SOURCE INFORMATION:

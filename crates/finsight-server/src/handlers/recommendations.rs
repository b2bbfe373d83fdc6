//! Recommendation handlers

use std::sync::Arc;

use axum::{
    extract::{Path, Query, State},
    Json,
};
use serde::Deserialize;

use crate::{AppError, AppState};
use finsight_core::models::{validate_user_id, RiskTolerance};
use finsight_core::recommend::{
    investment_recommendations, savings_goals, spending_optimization, InvestmentRecommendations,
    SavingsGoalsRecommendation, SpendingOptimization,
};

/// Query parameters for investment recommendations
#[derive(Debug, Deserialize)]
pub struct InvestmentQuery {
    pub risk_tolerance: Option<String>,
}

/// GET /api/recommendations/investment/:user_id - Investment recommendations
pub async fn get_investment_recommendations(
    State(state): State<Arc<AppState>>,
    Path(user_id): Path<String>,
    Query(params): Query<InvestmentQuery>,
) -> Result<Json<InvestmentRecommendations>, AppError> {
    if !validate_user_id(&user_id) {
        return Err(AppError::bad_request("Invalid user ID format"));
    }

    // Unrecognized tolerances fall back to moderate
    let risk_tolerance: RiskTolerance = params
        .risk_tolerance
        .as_deref()
        .and_then(|s| s.parse().ok())
        .unwrap_or(RiskTolerance::Moderate);

    let history = state.db.user_history(&user_id)?;
    if history.len() < 10 {
        return Err(AppError::bad_request(
            "Need at least 10 transactions for investment recommendations",
        ));
    }

    Ok(Json(investment_recommendations(&history, risk_tolerance)))
}

/// GET /api/recommendations/savings-goals/:user_id - Savings goal plan
pub async fn get_savings_goals(
    State(state): State<Arc<AppState>>,
    Path(user_id): Path<String>,
) -> Result<Json<SavingsGoalsRecommendation>, AppError> {
    if !validate_user_id(&user_id) {
        return Err(AppError::bad_request("Invalid user ID format"));
    }

    let history = state.db.user_history(&user_id)?;
    if history.len() < 5 {
        return Err(AppError::bad_request(
            "Need at least 5 transactions for savings recommendations",
        ));
    }

    Ok(Json(savings_goals(&history)))
}

/// GET /api/recommendations/spending-optimization/:user_id - Optimization report
pub async fn get_spending_optimization(
    State(state): State<Arc<AppState>>,
    Path(user_id): Path<String>,
) -> Result<Json<SpendingOptimization>, AppError> {
    if !validate_user_id(&user_id) {
        return Err(AppError::bad_request("Invalid user ID format"));
    }

    let history = state.db.user_history(&user_id)?;
    let spending_count = history.iter().filter(|t| !t.is_income).count();
    if spending_count < 10 {
        return Err(AppError::bad_request(
            "Need at least 10 spending transactions for optimization analysis",
        ));
    }

    Ok(Json(spending_optimization(&history)))
}
/// 50/30/20 budget recommendation against observed monthly spending
pub fn budget_recommendation(
    transactions: &[Transaction],
    monthly_income_override: Option<f64>,
) -> BudgetRecommendation {
    let (spending, income) = split_by_direction(transactions);

    let monthly_spending = monthly_mean(&spending);
    let monthly_income = match monthly_income_override {
        Some(v) if v > 0.0 => v,
        _ => {
            let observed = monthly_mean(&income);
            if observed > 0.0 {
                observed
            } else {
                // No income data: estimate from spending
                monthly_spending * 1.5
            }
        }
    };

    let savings_rate = if monthly_income > 0.0 {
        (monthly_income - monthly_spending) / monthly_income * 100.0
    } else {
        0.0
    };

    let recommended_budget = BudgetSplit {
        needs: monthly_income * 0.50,
        wants: monthly_income * 0.30,
        savings: monthly_income * 0.20,
    };

    // Months spanned, for monthly category averages
    let mut month_set: std::collections::BTreeSet<(i32, u32)> = Default::default();
    for tx in &spending {
        month_set.insert((tx.date.year(), tx.date.month()));
    }
    let n_months = month_set.len().max(1) as f64;

    let total_spending: f64 = spending.iter().map(|t| t.amount).sum();
    let mut by_category: BTreeMap<String, (f64, Option<Category>)> = BTreeMap::new();
    for tx in &spending {
        let entry = by_category
            .entry(label_of(tx))
            .or_insert((0.0, tx.category));
        entry.0 += tx.amount;
    }

    let mut category_analysis = BTreeMap::new();
    let mut monthly_needs = 0.0;
    let mut monthly_wants = 0.0;
    for (label, (amount, category)) in &by_category {
        let kind = match category {
            Some(c) if NEED_CATEGORIES.contains(c) => CategoryKind::Need,
            _ => CategoryKind::Want,
        };
        let monthly_average = amount / n_months;
        match kind {
            CategoryKind::Need => monthly_needs += monthly_average,
            CategoryKind::Want => {
                if matches!(category, Some(c) if WANT_CATEGORIES.contains(c)) {
                    monthly_wants += monthly_average;
                }
            }
        }
        category_analysis.insert(
            label.clone(),
            CategoryBudget {
                current_amount: *amount,
                percentage_of_spending: if total_spending > 0.0 {
                    amount / total_spending * 100.0
                } else {
                    0.0
                },
                monthly_average,
                category_type: kind,
            },
        );
    }

    let mut recommendations = Vec::new();
    if monthly_needs > recommended_budget.needs {
        recommendations.push(BudgetAdvice::ReduceNeeds {
            message: format!(
                "Consider reducing essential expenses by ${:.0}",
                monthly_needs - recommended_budget.needs
            ),
            priority: Priority::High,
        });
    }
    if monthly_wants > recommended_budget.wants {
        recommendations.push(BudgetAdvice::ReduceWants {
            message: format!(
                "Consider reducing discretionary spending by ${:.0}",
                monthly_wants - recommended_budget.wants
            ),
            priority: Priority::Medium,
        });
    }
    if savings_rate < 20.0 {
        recommendations.push(BudgetAdvice::IncreaseSavings {
            message: format!(
                "Try to increase savings rate to 20% (currently {:.1}%)",
                savings_rate
            ),
            priority: Priority::High,
        });
    }

    BudgetRecommendation {
        monthly_income,
        current_monthly_spending: monthly_spending,
        savings_rate,
        recommended_budget,
        category_analysis,
        recommendations,
    }
}

// ---------------------------------------------------------------------------
// Investment recommendations
// ---------------------------------------------------------------------------

#[derive(Debug, Clone, Serialize, Deserialize)]
pub struct RiskProfile {
    /// Allocation percentages
    pub stocks: u32,
    pub bonds: u32,
    pub cash: u32,
    pub expected_return: f64,
    pub volatility: f64,
}

/// Fixed allocation tables per risk tolerance
pub fn risk_profile(tolerance: RiskTolerance) -> RiskProfile {
    match tolerance {
        RiskTolerance::Conservative => RiskProfile {
            stocks: 30,
            bonds: 60,
            cash: 10,
            expected_return: 0.06,
            volatility: 0.08,
        },
        RiskTolerance::Moderate => RiskProfile {
            stocks: 60,
            bonds: 30,
            cash: 10,
            expected_return: 0.08,
            volatility: 0.12,
        },
        RiskTolerance::Aggressive => RiskProfile {
            stocks: 80,
            bonds: 15,
            cash: 5,
            expected_return: 0.10,
            volatility: 0.16,
        },
    }
}

#[derive(Debug, Clone, Serialize, Deserialize)]
pub struct InvestorProfile {
    pub monthly_income: f64,
    pub monthly_spending: f64,
    pub monthly_surplus: f64,
    pub risk_tolerance: RiskTolerance,
}

#[derive(Debug, Clone, Copy, PartialEq, Eq, Serialize, Deserialize)]
#[serde(rename_all = "snake_case")]
pub enum EmergencyPriority {
    High,
    Critical,
}

#[derive(Debug, Clone, Serialize, Deserialize)]
pub struct EmergencyFund {
    pub recommended_amount: f64,
    pub priority: EmergencyPriority,
    pub timeline: String,
}

#[derive(Debug, Clone, Serialize, Deserialize)]
#[serde(tag = "type", rename_all = "snake_case")]
pub enum InvestmentAdvice {
    EmergencyFund {
        allocation: f64,
        description: String,
        priority: u32,
    },
    IndexFunds {
        allocation: f64,
        description: String,
        priority: u32,
        examples: Vec<String>,
    },
    Bonds {
        allocation: f64,
        description: String,
        priority: u32,
        examples: Vec<String>,
    },
    BudgetOptimization {
        description: String,
        priority: u32,
        suggested_actions: Vec<String>,
    },
}
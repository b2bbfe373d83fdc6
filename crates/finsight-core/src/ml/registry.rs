//! Owned, versioned trained-model storage
//!
//! Model state lives here instead of in free-floating singletons: the
//! registry is shared by handle (`Arc<ModelRegistry>`), slots are guarded by
//! `RwLock`s, and every (re)train stamps a fresh version. Predictors and
//! detectors are fitted per user on that user's own history; the categorizer
//! is global since its training set is bundled.

use std::collections::HashMap;
use std::sync::atomic::{AtomicU64, Ordering};
use std::sync::{Arc, RwLock};

use chrono::{DateTime, Utc};
use tracing::info;

use super::categorizer::Categorizer;
use super::detector::{AnomalyDetector, DetectorMetrics};
use super::predictor::{PredictorMetrics, SpendingPredictor};
use crate::error::{Error, Result};
use crate::models::Transaction;

/// A fitted model plus its registry bookkeeping
#[derive(Debug)]
pub struct TrainedModel<T> {
    pub model: T,
    /// Monotonic across the whole registry; bumps on every (re)train
    pub version: u64,
    pub trained_at: DateTime<Utc>,
}

/// Process-lifetime store for trained model state
#[derive(Default)]
pub struct ModelRegistry {
    categorizer: RwLock<Option<Arc<TrainedModel<Categorizer>>>>,
    predictors: RwLock<HashMap<String, Arc<TrainedModel<SpendingPredictor>>>>,
    detectors: RwLock<HashMap<String, Arc<TrainedModel<AnomalyDetector>>>>,
    next_version: AtomicU64,
}

impl ModelRegistry {
    pub fn new() -> Self {
        Self::default()
    }

    fn stamp<T>(&self, model: T) -> Arc<TrainedModel<T>> {
        Arc::new(TrainedModel {
            model,
            version: self.next_version.fetch_add(1, Ordering::SeqCst) + 1,
            trained_at: Utc::now(),
        })
    }

    /// Get the categorizer, training it on the bundled set on first use
    pub fn categorizer(&self) -> Result<Arc<TrainedModel<Categorizer>>> {
        if let Some(model) = self
            .categorizer
            .read()
            .map_err(|_| Error::Training("categorizer lock poisoned".into()))?
            .clone()
        {
            return Ok(model);
        }

        let mut slot = self
            .categorizer
            .write()
            .map_err(|_| Error::Training("categorizer lock poisoned".into()))?;
        // Another request may have trained while we waited for the lock
        if let Some(model) = slot.clone() {
            return Ok(model);
        }

        let trained = self.stamp(Categorizer::train()?);
        info!(version = trained.version, "Categorizer trained");
        *slot = Some(trained.clone());
        Ok(trained)
    }

    /// Get a user's predictor if one has been trained this process
    pub fn predictor(&self, user_id: &str) -> Option<Arc<TrainedModel<SpendingPredictor>>> {
        self.predictors.read().ok()?.get(user_id).cloned()
    }

    /// Train (or retrain) a user's predictor and store it
    pub fn train_predictor(
        &self,
        user_id: &str,
        transactions: &[Transaction],
    ) -> Result<(Arc<TrainedModel<SpendingPredictor>>, PredictorMetrics)> {
        let (predictor, metrics) = SpendingPredictor::train(transactions)?;
        let trained = self.stamp(predictor);
        info!(
            user = user_id,
            version = trained.version,
            mae = metrics.mae,
            "Spending predictor trained"
        );
        self.predictors
            .write()
            .map_err(|_| Error::Training("predictor lock poisoned".into()))?
            .insert(user_id.to_string(), trained.clone());
        Ok((trained, metrics))
    }

    /// Get a user's predictor, training it lazily from the given history
    pub fn predictor_or_train(
        &self,
        user_id: &str,
        transactions: &[Transaction],
    ) -> Result<Arc<TrainedModel<SpendingPredictor>>> {
        if let Some(model) = self.predictor(user_id) {
            return Ok(model);
        }
        let (trained, _) = self.train_predictor(user_id, transactions)?;
        Ok(trained)
    }

    /// Get a user's predictor or fail; for callers that must not train
    pub fn require_predictor(&self, user_id: &str) -> Result<Arc<TrainedModel<SpendingPredictor>>> {
        self.predictor(user_id).ok_or_else(|| {
            Error::ModelNotTrained(format!("no spending predictor trained for {}", user_id))
        })
    }

    /// Get a user's detector if one has been trained this process
    pub fn detector(&self, user_id: &str) -> Option<Arc<TrainedModel<AnomalyDetector>>> {
        self.detectors.read().ok()?.get(user_id).cloned()
    }

    /// Train (or retrain) a user's detector and store it
    pub fn train_detector(
        &self,
        user_id: &str,
        transactions: &[Transaction],
    ) -> Result<(Arc<TrainedModel<AnomalyDetector>>, DetectorMetrics)> {
        let (detector, metrics) = AnomalyDetector::train(transactions)?;
        let trained = self.stamp(detector);
        info!(
            user = user_id,
            version = trained.version,
            anomalies = metrics.detected_anomalies,
            "Anomaly detector trained"
        );
        self.detectors
            .write()
            .map_err(|_| Error::Training("detector lock poisoned".into()))?
            .insert(user_id.to_string(), trained.clone());
        Ok((trained, metrics))
    }

    /// Get a user's detector, training it lazily from the given history
    pub fn detector_or_train(
        &self,
        user_id: &str,
        transactions: &[Transaction],
    ) -> Result<Arc<TrainedModel<AnomalyDetector>>> {
        if let Some(model) = self.detector(user_id) {
            return Ok(model);
        }
        let (trained, _) = self.train_detector(user_id, transactions)?;
        Ok(trained)
    }

    /// Get a user's detector or fail; for callers that must not train
    pub fn require_detector(&self, user_id: &str) -> Result<Arc<TrainedModel<AnomalyDetector>>> {
        self.detector(user_id).ok_or_else(|| {
            Error::ModelNotTrained(format!("no anomaly detector trained for {}", user_id))
        })
    }
}

#[cfg(test)]
mod tests {
    use super::*;
    use crate::models::Category;
    use chrono::{Duration, TimeZone};

    fn history() -> Vec<Transaction> {
        (0..25)
            .map(|i| {
                let date = Utc.with_ymd_and_hms(2025, 3, 1, 12, 0, 0).unwrap()
                    + Duration::days(i as i64 * 3);
                Transaction {
                    id: i,
                    user_id: "u1".into(),
                    amount: 20.0 + (i % 4) as f64 * 8.0,
                    description: "tx".into(),
                    category: Some(Category::FoodDining),
                    predicted_category: None,
                    confidence_score: None,
                    date,
                    is_income: false,
                    is_anomaly: false,
                    content_hash: String::new(),
                    created_at: date,
                }
            })
            .collect()
    }

    #[test]
    fn categorizer_is_trained_once() {
        let registry = ModelRegistry::new();
        let first = registry.categorizer().unwrap();
        let second = registry.categorizer().unwrap();
        assert_eq!(first.version, second.version);
    }

    #[test]
    fn retraining_bumps_version() {
        let registry = ModelRegistry::new();
        let history = history();

        let (first, _) = registry.train_predictor("u1", &history).unwrap();
        let (second, _) = registry.train_predictor("u1", &history).unwrap();
        assert!(second.version > first.version);
    }

    #[test]
    fn models_are_per_user() {
        let registry = ModelRegistry::new();
        let history = history();

        registry.train_detector("u1", &history).unwrap();
        assert!(registry.detector("u1").is_some());
        assert!(registry.detector("u2").is_none());
    }

    #[test]
    fn require_before_training_is_a_state_error() {
        let registry = ModelRegistry::new();
        match registry.require_predictor("u1") {
            Err(Error::ModelNotTrained(_)) => {}
            other => panic!("expected ModelNotTrained, got {:?}", other.map(|_| ())),
        }
        match registry.require_detector("u1") {
            Err(Error::ModelNotTrained(_)) => {}
            other => panic!("expected ModelNotTrained, got {:?}", other.map(|_| ())),
        }
    }

    #[test]
    fn lazy_path_reuses_existing_model() {
        let registry = ModelRegistry::new();
        let history = history();

        let first = registry.predictor_or_train("u1", &history).unwrap();
        let second = registry.predictor_or_train("u1", &history).unwrap();
        assert_eq!(first.version, second.version);
    }
}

BRIEF:
The range runs from the line with "let observed = monthly_mean(&income);" up to and including the line with "let savings_rate = if" in the listing above; please write out exactly those lines and nothing more.

RESPONSE AREA:
            let observed = monthly_mean(&income);
            if observed > 0.0 {
                observed
            } else {
                // No income data: estimate from spending
                monthly_spending * 1.5
            }
        }
    };

    let savings_rate = if monthly_income > 0.0 {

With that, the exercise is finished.